First they define for $t\in (0,1)$

$f(x_k+p)=f(x_k)+\nabla f(x_k)^Tp+\frac{1}{2}p^T\nabla^2f(x_k+tp)p$

and by using $B_k$ as an approximation to the Hessian (with $B_k$ symmetric)

$m_k(p)=f(x_k)+\nabla f(x_k)^Tp+\frac{1}{2}p^TB_kp$.

Then it says the difference between $m_k(p)$ and $f(x_k+p)$ is $\mathcal{O}(\Vert p\Vert^2)$.

I'm not sure, why this statement about the difference holds.

Obviously the difference between those functions is in the second-order term.

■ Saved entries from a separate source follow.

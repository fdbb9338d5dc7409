use log::{debug, info};
use rand::{Rng, SeedableRng, rngs::StdRng};
use serde::{Deserialize, Serialize};
use std::fmt;
use thiserror::Error;

use super::config::{ConfigError, SimConfig};
use crate::game::{
    DealError, PokerTable,
    functional::{has_flush, has_pair},
};

/// Errors that stop a simulation run
#[derive(Debug, Error)]
pub enum SimError {
    #[error(transparent)]
    Config(#[from] ConfigError),
    #[error(transparent)]
    Deal(#[from] DealError),
}

/// Result type for simulation operations
pub type Result<T> = std::result::Result<T, SimError>;

/// Whether any player at one deal hit each pattern.
#[derive(Clone, Copy, Debug, Default, Eq, PartialEq)]
pub struct TrialOutcome {
    pub flush: bool,
    pub pair: bool,
}

#[derive(Clone, Debug, Deserialize, Eq, PartialEq, Serialize)]
pub struct SimReport {
    pub trials: usize,
    pub players: usize,
    pub flush_hits: usize,
    pub pair_hits: usize,
}

impl SimReport {
    #[must_use]
    pub fn flush_frequency(&self) -> f64 {
        self.flush_hits as f64 / self.trials as f64
    }

    #[must_use]
    pub fn pair_frequency(&self) -> f64 {
        self.pair_hits as f64 / self.trials as f64
    }
}

/// Flush frequency on the first line, pair frequency on the second.
impl fmt::Display for SimReport {
    fn fmt(&self, f: &mut fmt::Formatter<'_>) -> fmt::Result {
        writeln!(f, "{}", self.flush_frequency())?;
        write!(f, "{}", self.pair_frequency())
    }
}

/// Monte Carlo driver. Owns the RNG and a single table that's re-dealt
/// every trial.
#[derive(Debug)]
pub struct Simulation<R = StdRng> {
    config: SimConfig,
    rng: R,
    table: PokerTable,
}

impl Simulation<StdRng> {
    /// Seeds from `config.rng_seed` when set, otherwise from OS entropy.
    pub fn new(config: SimConfig) -> Result<Self> {
        let rng = match config.rng_seed {
            Some(seed) => StdRng::seed_from_u64(seed),
            None => StdRng::from_os_rng(),
        };
        Self::with_rng(config, rng)
    }
}

impl<R: Rng> Simulation<R> {
    /// Uses `rng` as is; `config.rng_seed` is ignored.
    pub fn with_rng(config: SimConfig, rng: R) -> Result<Self> {
        config.validate()?;
        Ok(Self {
            config,
            rng,
            table: PokerTable::default(),
        })
    }

    #[must_use]
    pub fn config(&self) -> &SimConfig {
        &self.config
    }

    /// The most recently dealt table.
    #[must_use]
    pub fn table(&self) -> &PokerTable {
        &self.table
    }

    /// Shuffles, deals, and checks every player for a flush and a pair.
    pub fn run_trial(&mut self) -> Result<TrialOutcome> {
        self.table.deal(self.config.players, &mut self.rng)?;
        let board = &self.table.community_cards;
        Ok(TrialOutcome {
            flush: self.table.players.iter().any(|p| has_flush(p, board)),
            pair: self.table.players.iter().any(|p| has_pair(p, board)),
        })
    }

    pub fn run(&mut self) -> Result<SimReport> {
        let SimConfig {
            trials, players, ..
        } = self.config;
        info!(
            "Simulating {} deals for {} players (seed: {})",
            trials,
            players,
            self.config
                .rng_seed
                .map_or_else(|| "entropy".to_string(), |s| s.to_string())
        );

        let progress_step = (trials / 10).max(1);
        let mut report = SimReport {
            trials,
            players,
            flush_hits: 0,
            pair_hits: 0,
        };
        for i in 1..=trials {
            let outcome = self.run_trial()?;
            report.flush_hits += usize::from(outcome.flush);
            report.pair_hits += usize::from(outcome.pair);
            if i % progress_step == 0 {
                debug!(
                    "{}/{} deals: {} flush hits, {} pair hits",
                    i, trials, report.flush_hits, report.pair_hits
                );
            }
        }

        info!(
            "Finished {} deals: {} flush hits, {} pair hits",
            trials, report.flush_hits, report.pair_hits
        );
        Ok(report)
    }
}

The only statement I remember from previous lessons for approximations of Hessians is that the difference is $\mathcal{o}(\Vert x_{k+1}-x_{k}\Vert)$. Since $x_{k+1}$ is in this case equal to $x_k+p$ it follows $\mathcal{o}(\Vert p\Vert)$, but this doesn't lead to the statement.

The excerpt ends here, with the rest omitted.